The exhibition focuses on works that at their core situate voices of members of minorities, often unheard, and provides alternative conceptions of belonging and civic community.
The Mapping Journey Project (2008-2011) is an 8-channel video installation. By displaying maps, on which individuals obliged to cross borders illegally, literally draw their journeys while recounting them, this work provides alternative maps to normative cartography.
The Constellations Series (8 silkscreen prints, 2011) is the closing chapter of The Mapping Journey Project. Going back to printed maps, the series reproduces each of the drawings from the videos forming The Mapping Journey Project. By translating them into the form of constellations of stars, the series suggests a geography of resistance as experienced by “singular lives ... which have become, through I know not what accidents, strange poems” [Michel Foucault, The Lives of Infamous Men].
The film-trilogy The Speeches Series (2012-13) further emphasizes the critical function of speech and self-representation by operating as a platform that allows members of minorities based in Paris, Genoa, and New York respectively to address issues of language, citizenship, and class.

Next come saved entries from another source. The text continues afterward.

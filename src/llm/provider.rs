use async_trait::async_trait;

use crate::agent_engine::state::{ExecutionResult, PendingSafetyCheck, Proposal, Session};
use crate::errors::ChartPilotResult;
use crate::perception::types::PerceptionPayload;

/// The remote vision-and-action model, seen through its logical request/response shape.
/// Transient transport failures are retried inside implementations; callers only see
/// them once retries are exhausted.
#[async_trait]
pub trait DecisionService: Send + Sync {
    fn name(&self) -> &str;

    /// Starts a session when `session` is `None`, otherwise continues its chain.
    async fn propose(
        &self,
        payload: &PerceptionPayload,
        session: Option<&mut Session>,
    ) -> ChartPilotResult<Proposal>;

    /// Tells the service what happened to the proposal identified by `call_id`,
    /// including the fresh perception in `result.payload`, and returns the advanced
    /// session.
    async fn report(
        &self,
        session: &Session,
        call_id: &str,
        result: &ExecutionResult,
        acknowledged: &[PendingSafetyCheck],
    ) -> ChartPilotResult<Session>;
}
/// The three collaborators a run drives.
pub struct AutomationPorts {
    pub perception: Arc<dyn PerceptionPort>,
    pub actuation: Arc<dyn ActuationPort>,
    pub decision: Arc<dyn DecisionService>,
}

#[derive(Debug, Clone)]
pub struct LoopSettings {
    pub display_id: String,
    pub max_iterations: u32,
    pub confirmation_timeout: Duration,
    pub safety: SafetyConfig,
    pub settle: SettleConfig,
}

impl LoopSettings {
    pub fn from_config(config: &AppConfig) -> Self {
        Self {
            display_id: config.display.id.clone(),
            max_iterations: config.run.max_iterations,
            confirmation_timeout: Duration::from_secs(config.run.confirmation_timeout_secs),
            safety: config.safety.clone(),
            settle: config.settle.clone(),
        }
    }
}

enum ActOutcome {
    Completed(ExecutionResult),
    /// An action failed; carries its status and how many actions ran before it.
    Interrupted(ExecutionResult),
    Cancelled,
}

/// One supervised run: perceive, propose, authorize, act, report, until a terminal
/// state. Owns its display for as long as it is `Running`.
pub struct AutomationLoop {
    perception: Arc<dyn PerceptionPort>,
    actuation: Arc<dyn ActuationPort>,
    decision: Arc<dyn DecisionService>,
    gate: SafetyGate,
    bus: EventBus,
    abort: AbortSignal,
    loop_ctrl: LoopController,
    transcript: RunTranscript,
    settle: SettleConfig,
    lease: Option<DisplayLease>,

    // ── Session context (dropped with the run) ────────────────────────────
    session: Option<Session>,
    /// Capture taken after the last turn's actions; perception for the next turn.
    fresh_payload: Option<PerceptionPayload>,
}

impl AutomationLoop {
    /// Fails with `DisplayBusy` when another run already owns the display.
    pub fn new(
        settings: LoopSettings,
        ports: AutomationPorts,
        bus: EventBus,
        abort: AbortSignal,
    ) -> ChartPilotResult<Self> {
        let lease = DisplayLease::acquire(&settings.display_id)?;
        let transcript = RunTranscript::new();
        let bounds = ports.actuation.bounds();

        tracing::info!(
            run_id = %transcript.run_id,
            display = %settings.display_id,
            width = bounds.width,
            height = bounds.height,
            service = ports.decision.name(),
            max_iterations = settings.max_iterations,
            "automation run created"
        );

        Ok(Self {
            perception: ports.perception,
            actuation: ports.actuation,
            decision: ports.decision,
            gate: SafetyGate::new(&settings.safety, settings.confirmation_timeout),
            bus,
            abort,
            loop_ctrl: LoopController::new(settings.max_iterations),
            transcript,
            settle: settings.settle,
            lease: Some(lease),
            session: None,
            fresh_payload: None,
        })
    }

    pub fn abort_signal(&self) -> AbortSignal {
        self.abort.clone()
    }

    pub fn subscribe(&self) -> broadcast::Receiver<RunEvent> {
        self.bus.subscribe()
    }

    pub fn operator_sender(&self) -> mpsc::Sender<OperatorEvent> {
        self.bus.operator_sender()
    }

    pub fn state(&self) -> &LoopState {
        &self.loop_ctrl.state().outcome
    }

    pub fn turn_count(&self) -> u32 {
        self.loop_ctrl.turn_count()
    }

    pub fn session(&self) -> Option<&Session> {
        self.session.as_ref()
    }

    /// Drives the run to a terminal state and hands back its report.
    pub async fn run(mut self) -> RunReport {
        let _ = self.bus.send(RunEvent::StateChanged {
            state: LoopState::Running,
            turn: 0,
        });

        loop {
            if self.step().await.is_terminal() {
                break;
            }
        }

        let outcome = self.loop_ctrl.state().outcome.clone();
        let turn_count = self.loop_ctrl.turn_count();
        let session_id = self.session.as_ref().map(|s| s.session_id.clone());
        RunReport {
            run_id: self.transcript.run_id.clone(),
            outcome,
            turn_count,
            session_id,
            transcript: self.transcript.into_entries(),
        }
    }

    /// Runs a single iteration and returns the state it left the run in.
    pub async fn step(&mut self) -> LoopState {
        if self.loop_ctrl.is_terminal() {
            return self.state().clone();
        }
        let turn = self.loop_ctrl.turn_count();

        if self.abort.is_aborted() {
            return self.cancel();
        }
        if let Err(e) = self.loop_ctrl.check_budget() {
            tracing::warn!(turn, error = %e, "stopping run");
            return self.finish(LoopState::failed(&e));
        }

        // ── Perceive ──────────────────────────────────────────────────────────
        let payload = match self.fresh_payload.take() {
            Some(payload) => payload,
            None => match self.capture().await {
                Ok(payload) => payload,
                Err(ChartPilotError::Cancelled) => return self.cancel(),
                Err(e) => {
                    tracing::error!(turn, error = %e, "capture failed");
                    return self.finish(LoopState::aborted(&e));
                }
            },
        };
        if self.abort.is_aborted() {
            return self.cancel();
        }

        // ── Propose ───────────────────────────────────────────────────────────
        let proposal = match self.decision.propose(&payload, self.session.as_mut()).await {
            Ok(proposal) => proposal,
            Err(e) => {
                tracing::error!(turn, error = %e, "decision service gave no usable proposal");
                return self.finish(LoopState::failed(&e));
            }
        };
        if self.session.is_none() {
            self.session = Some(Session::start(&proposal));
        }
        tracing::info!(
            turn,
            exchange_id = %proposal.exchange_id,
            actions = ?proposal.actions.iter().map(|a| a.kind()).collect::<Vec<_>>(),
            safety_checks = proposal.safety_checks.len(),
            "proposal received"
        );
        self.transcript.record(
            turn,
            TranscriptKind::Proposal,
            json!({
                "exchange_id": &proposal.exchange_id,
                "actions": &proposal.actions,
                "safety_checks": &proposal.safety_checks,
                "message": &proposal.message,
                "reasoning": &proposal.reasoning,
            }),
        );
        if self.abort.is_aborted() {
            return self.cancel();
        }

        if proposal.is_complete() {
            let summary = proposal
                .message
                .clone()
                .unwrap_or_else(|| "decision service reported the task complete".into());
            return self.finish(LoopState::Succeeded { summary });
        }

        // ── Authorize ─────────────────────────────────────────────────────────
        let acknowledged = match self.authorize(turn, &proposal).await {
            Ok(acknowledged) => acknowledged,
            Err(state) => return self.finish(state),
        };

        let Some(call_id) = proposal.call_id.clone() else {
            let e = ChartPilotError::MalformedResponse("proposal has actions but no call id".into());
            return self.finish(LoopState::failed(&e));
        };

        // ── Act ───────────────────────────────────────────────────────────────
        let (result, failure) = match self.act(turn, &proposal).await {
            ActOutcome::Cancelled => return self.cancel(),
            ActOutcome::Completed(result) => (result, None),
            ActOutcome::Interrupted(result) => {
                let reason = match &result.status {
                    ExecutionStatus::Rejected { reason } | ExecutionStatus::Error { reason } => reason.clone(),
                    ExecutionStatus::Ok => "action failed".to_string(),
                };
                (result, Some(reason))
            }
        };

        // ── Observe ───────────────────────────────────────────────────────────
        let observed = match self.capture().await {
            Ok(observed) => observed,
            Err(ChartPilotError::Cancelled) => return self.cancel(),
            Err(e) if failure.is_some() => {
                tracing::warn!(turn, error = %e, "capture after failed action failed; reporting last frame");
                payload
            }
            Err(e) => {
                tracing::error!(turn, error = %e, "capture after actions failed");
                return self.finish(LoopState::aborted(&e));
            }
        };
        let result = result.with_payload(observed.clone());

        // ── Report ────────────────────────────────────────────────────────────
        let report = match self.session.as_ref() {
            Some(session) => {
                self.decision
                    .report(session, &call_id, &result, &acknowledged)
                    .await
            }
            None => Err(ChartPilotError::MalformedResponse("no session to report into".into())),
        };
        self.transcript.record(
            turn,
            TranscriptKind::Report,
            json!({
                "call_id": &call_id,
                "result": &result,
                "delivered": report.is_ok(),
            }),
        );

        if let Some(reason) = failure {
            match report {
                Ok(next) => self.session = Some(next),
                Err(e) => tracing::warn!(turn, error = %e, "partial result could not be reported"),
            }
            return self.finish(LoopState::Failed { reason });
        }

        match report {
            Ok(next) => self.session = Some(next),
            Err(e) => {
                tracing::error!(turn, error = %e, "execution report failed");
                return self.finish(LoopState::failed(&e));
            }
        }

        self.fresh_payload = Some(observed);
        self.loop_ctrl.record_turn();
        if self.abort.is_aborted() {
            return self.cancel();
        }

        let turn_count = self.loop_ctrl.turn_count();
        tracing::info!(turn = turn_count, "turn complete");
        let _ = self.bus.send(RunEvent::StateChanged {
            state: LoopState::Running,
            turn: turn_count,
        });
        LoopState::Running
    }

    async fn capture(&self) -> ChartPilotResult<PerceptionPayload> {
        let payload = capture_settled(self.perception.as_ref(), &self.settle, &self.abort).await?;
        let bounds = self.actuation.bounds();
        let (width, height) = (payload.meta.physical_width, payload.meta.physical_height);
        // proposed coordinates are in frame pixels and validated against the actuator's bounds
        if (width, height) != (bounds.width, bounds.height) {
            return Err(ChartPilotError::Config(format!(
                "captured frame is {width}x{height} but the display is configured as {}x{}",
                bounds.width, bounds.height
            )));
        }
        Ok(payload)
    }

    /// Returns the checks to acknowledge, or the terminal state the gate forced.
    async fn authorize(&mut self, turn: u32, proposal: &Proposal) -> Result<Vec<PendingSafetyCheck>, LoopState> {
        let decision = match self.gate.authorize(&proposal.safety_checks) {
            AuthorizationResult::Pending { checks } => {
                tracing::info!(
                    turn,
                    pending = ?checks.iter().map(|c| c.code.as_str()).collect::<Vec<_>>(),
                    "waiting for operator confirmation"
                );
                let abort = self.abort.clone();
                let confirmed = tokio::select! {
                    biased;
                    _ = abort.cancelled() => None,
                    result = self.gate.await_confirmation(checks, &mut self.bus) => Some(result),
                };
                match confirmed {
                    Some(result) => result,
                    None => return Err(LoopState::aborted(&ChartPilotError::Cancelled)),
                }
            }
            other => other,
        };

        self.transcript.record(
            turn,
            TranscriptKind::Authorization,
            serde_json::to_value(&decision).unwrap_or_default(),
        );
        if self.abort.is_aborted() {
            return Err(LoopState::aborted(&ChartPilotError::Cancelled));
        }

        match decision {
            AuthorizationResult::AllAuthorized => Ok(proposal.safety_checks.clone()),
            AuthorizationResult::Rejected { reason } => {
                Err(LoopState::failed(&ChartPilotError::SafetyRejected(reason)))
            }
            AuthorizationResult::Pending { checks } => Err(LoopState::failed(&ChartPilotError::SafetyRejected(
                format!("{} safety checks left unresolved", checks.len()),
            ))),
        }
    }

    /// Executes the proposal's actions in order, stopping at the first failure.
    async fn act(&mut self, turn: u32, proposal: &Proposal) -> ActOutcome {
        let mut executed = 0;
        for action in &proposal.actions {
            if self.abort.is_aborted() {
                return ActOutcome::Cancelled;
            }

            let result = self.actuation.execute(action).await;
            let error = match &result.status {
                ExecutionStatus::Ok => None,
                ExecutionStatus::Rejected { reason } | ExecutionStatus::Error { reason } => Some(reason.clone()),
            };
            let _ = self.bus.send(RunEvent::ActionCompleted {
                turn,
                kind: action.kind().to_string(),
                success: error.is_none(),
                error: error.clone(),
            });
            self.transcript.record(
                turn,
                TranscriptKind::Action,
                json!({ "action": action, "status": &result.status }),
            );

            if !result.is_ok() {
                tracing::warn!(
                    turn,
                    action = action.kind(),
                    executed,
                    skipped = proposal.actions.len() - executed - 1,
                    "action failed; skipping the rest of the proposal"
                );
                return ActOutcome::Interrupted(result.with_executed(executed));
            }
            executed += result.actions_executed;
        }

        if self.abort.is_aborted() {
            return ActOutcome::Cancelled;
        }
        ActOutcome::Completed(ExecutionResult::ok(executed))
    }

    fn cancel(&mut self) -> LoopState {
        self.finish(LoopState::aborted(&ChartPilotError::Cancelled))
    }

    fn finish(&mut self, outcome: LoopState) -> LoopState {
        let turn = self.loop_ctrl.turn_count();
        self.loop_ctrl.finish(outcome.clone());
        self.transcript
            .record(turn, TranscriptKind::Outcome, serde_json::to_value(&outcome).unwrap_or_default());
        let _ = self.bus.send(RunEvent::StateChanged {
            state: outcome.clone(),
            turn,
        });
        self.fresh_payload = None;
        self.lease = None;
        outcome
    }
}
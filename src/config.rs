use std::path::{Path, PathBuf};

use serde::{Deserialize, Serialize};

use crate::errors::{ChartPilotError, ChartPilotResult};

#[derive(Debug, Clone, Serialize, Deserialize)]
pub struct AppConfig {
    pub service: ServiceConfig,
    #[serde(default)]
    pub display: DisplayConfig,
    #[serde(default)]
    pub run: RunConfig,
    #[serde(default)]
    pub safety: SafetyConfig,
    #[serde(default)]
    pub retry: RetryConfig,
    #[serde(default)]
    pub settle: SettleConfig,
}

#[derive(Debug, Clone, Serialize, Deserialize)]
pub struct ServiceConfig {
    /// Full URL of the responses endpoint.
    #[serde(default)]
    pub api_base: String,
    /// Optional key stored in config.toml (falls back to env var CHARTPILOT_API_KEY).
    #[serde(default)]
    pub api_key: String,
    #[serde(default = "default_model")]
    pub model: String,
    /// One of "windows", "mac", "linux", "browser".
    #[serde(default = "default_environment")]
    pub environment: String,
    #[serde(default)]
    pub auth_style: AuthStyle,
    #[serde(default = "default_request_timeout")]
    pub request_timeout_secs: u64,
    #[serde(default = "default_truncation")]
    pub truncation: String,
}

#[derive(Debug, Clone, Copy, Default, PartialEq, Eq, Serialize, Deserialize)]
#[serde(rename_all = "snake_case")]
pub enum AuthStyle {
    #[default]
    Bearer,
    /// Azure-style `api-key` header.
    ApiKeyHeader,
}

fn default_model() -> String {
    "computer-use-preview".into()
}

fn default_environment() -> String {
    "windows".into()
}

fn default_request_timeout() -> u64 {
    60
}

fn default_truncation() -> String {
    "auto".into()
}

#[derive(Debug, Clone, Serialize, Deserialize)]
pub struct DisplayConfig {
    #[serde(default = "default_display_id")]
    pub id: String,
    /// Physical pixels. Left unset, the size is read from the monitor at startup.
    #[serde(default)]
    pub width: Option<u32>,
    #[serde(default)]
    pub height: Option<u32>,
}

impl DisplayConfig {
    /// The configured size, when both dimensions are given.
    pub fn explicit_size(&self) -> Option<(u32, u32)> {
        self.width.zip(self.height)
    }
}

fn default_display_id() -> String {
    "primary".into()
}

impl Default for DisplayConfig {
    fn default() -> Self {
        Self {
            id: default_display_id(),
            width: None,
            height: None,
        }
    }
}

#[derive(Debug, Clone, Serialize, Deserialize)]
pub struct RunConfig {
    /// Task description handed to the decision service on the first turn.
    #[serde(default)]
    pub task: String,
    #[serde(default = "default_max_iterations")]
    pub max_iterations: u32,
    #[serde(default = "default_confirmation_timeout")]
    pub confirmation_timeout_secs: u64,
}

fn default_max_iterations() -> u32 {
    10
}

/// Upper bound for `run.confirmation_timeout_secs` (one day).
pub const MAX_CONFIRMATION_TIMEOUT_SECS: u64 = 24 * 60 * 60;

fn default_confirmation_timeout() -> u64 {
    120
}

impl Default for RunConfig {
    fn default() -> Self {
        Self {
            task: String::new(),
            max_iterations: default_max_iterations(),
            confirmation_timeout_secs: default_confirmation_timeout(),
        }
    }
}

#[derive(Debug, Clone, Default, Serialize, Deserialize)]
pub struct SafetyConfig {
    /// Safety check codes that may be acknowledged without asking the operator.
    #[serde(default)]
    pub auto_approve_codes: Vec<String>,
    /// Safety check codes that end the run without asking the operator.
    #[serde(default)]
    pub always_reject_codes: Vec<String>,
}

#[derive(Debug, Clone, Serialize, Deserialize)]
pub struct RetryConfig {
    #[serde(default = "default_max_attempts")]
    pub max_attempts: u32,
    #[serde(default = "default_base_delay")]
    pub base_delay_ms: u64,
    #[serde(default = "default_max_delay")]
    pub max_delay_ms: u64,
}

fn default_max_attempts() -> u32 {
    3
}

fn default_base_delay() -> u64 {
    1000
}

fn default_max_delay() -> u64 {
    30_000
}

impl Default for RetryConfig {
    fn default() -> Self {
        Self {
            max_attempts: default_max_attempts(),
            base_delay_ms: default_base_delay(),
            max_delay_ms: default_max_delay(),
        }
    }
}

#[derive(Debug, Clone, Serialize, Deserialize)]
pub struct SettleConfig {
    /// 0 disables settle detection: a single capture is taken.
    #[serde(default = "default_settle_wait")]
    pub max_wait_ms: u64,
    #[serde(default = "default_check_interval")]
    pub check_interval_ms: u64,
    #[serde(default = "default_stable_frames")]
    pub min_stable_frames: usize,
}

fn default_settle_wait() -> u64 {
    3000
}

fn default_check_interval() -> u64 {
    250
}

fn default_stable_frames() -> usize {
    2
}

impl Default for SettleConfig {
    fn default() -> Self {
        Self {
            max_wait_ms: default_settle_wait(),
            check_interval_ms: default_check_interval(),
            min_stable_frames: default_stable_frames(),
        }
    }
}

fn resolve_config_path() -> ChartPilotResult<PathBuf> {
    if let Ok(exe) = std::env::current_exe() {
        if let Some(parent) = exe.parent() {
            let candidate = parent.join("config.toml");
            if candidate.exists() {
                tracing::debug!(path = %candidate.display(), "config found next to executable");
                return Ok(candidate);
            }
        }
    }

    let cwd = std::env::current_dir()?;
    let candidate = cwd.join("config.toml");
    if candidate.exists() {
        tracing::debug!(path = %candidate.display(), "config found in working directory");
        return Ok(candidate);
    }

    if let Some(dir) = dirs::config_dir() {
        let candidate = dir.join("chartpilot").join("config.toml");
        if candidate.exists() {
            tracing::debug!(path = %candidate.display(), "config found in user config dir");
            return Ok(candidate);
        }
    }

    Err(ChartPilotError::Config(
        "config.toml not found next to executable, in working directory or user config dir".into(),
    ))
}

pub fn load_config() -> ChartPilotResult<AppConfig> {
    let path = resolve_config_path()?;
    load_config_from(&path)
}

pub fn load_config_from(path: &Path) -> ChartPilotResult<AppConfig> {
    let content = std::fs::read_to_string(path)?;
    let mut config: AppConfig = toml::from_str(&content)?;
    apply_env_overrides(&mut config, |key| std::env::var(key).ok());
    config.validate()?;
    tracing::info!(
        path = %path.display(),
        model = %config.service.model,
        max_iterations = config.run.max_iterations,
        "config loaded"
    );
    Ok(config)
}

/// Environment values win over the file. `lookup` is injected so tests stay hermetic.
pub fn apply_env_overrides<F>(config: &mut AppConfig, lookup: F)
where
    F: Fn(&str) -> Option<String>,
{
    if let Some(v) = lookup("CHARTPILOT_API_KEY").filter(|v| !v.is_empty()) {
        config.service.api_key = v;
    }
    if let Some(v) = lookup("CHARTPILOT_API_BASE").filter(|v| !v.is_empty()) {
        config.service.api_base = v;
    }
    if let Some(v) = lookup("CHARTPILOT_MODEL").filter(|v| !v.is_empty()) {
        config.service.model = v;
    }
}

impl AppConfig {
    pub fn validate(&self) -> ChartPilotResult<()> {
        match (self.display.width, self.display.height) {
            (Some(0), _) | (_, Some(0)) => {
                return Err(ChartPilotError::Config("display width and height must be non-zero".into()));
            }
            (Some(_), None) | (None, Some(_)) => {
                return Err(ChartPilotError::Config(
                    "set both display.width and display.height, or neither".into(),
                ));
            }
            _ => {}
        }
        if self.run.max_iterations == 0 {
            return Err(ChartPilotError::Config("run.max_iterations must be at least 1".into()));
        }
        if self.run.confirmation_timeout_secs > MAX_CONFIRMATION_TIMEOUT_SECS {
            return Err(ChartPilotError::Config(format!(
                "run.confirmation_timeout_secs must be at most {MAX_CONFIRMATION_TIMEOUT_SECS}"
            )));
        }
        if self.retry.max_attempts == 0 {
            return Err(ChartPilotError::Config("retry.max_attempts must be at least 1".into()));
        }
        if let Some(code) = self
            .safety
            .auto_approve_codes
            .iter()
            .find(|c| self.safety.always_reject_codes.contains(c))
        {
            return Err(ChartPilotError::Config(format!(
                "safety code '{code}' is both auto-approved and always rejected"
            )));
        }
        Ok(())
    }
}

Trained in cinema and visual art while working in several mediums, Khalili often repurposes the visual approach of documentary cinema. The Opposite of Voice-Over however invites us to move beyond appearance as it acknowledges the presence of voices often disregarded or stigmatised by systems of media logic and the regulations of national representation. Through individual enunciations, many times with the accent of a political minority, a number of strategies and discourses of resistance are deliberated against arbitrary, societally and historically defined obstructions. Through her unique capacity to combine poetry beyond written language with subject matter and the power of the spoken word Khalili creates a temporary sense of community where there is none.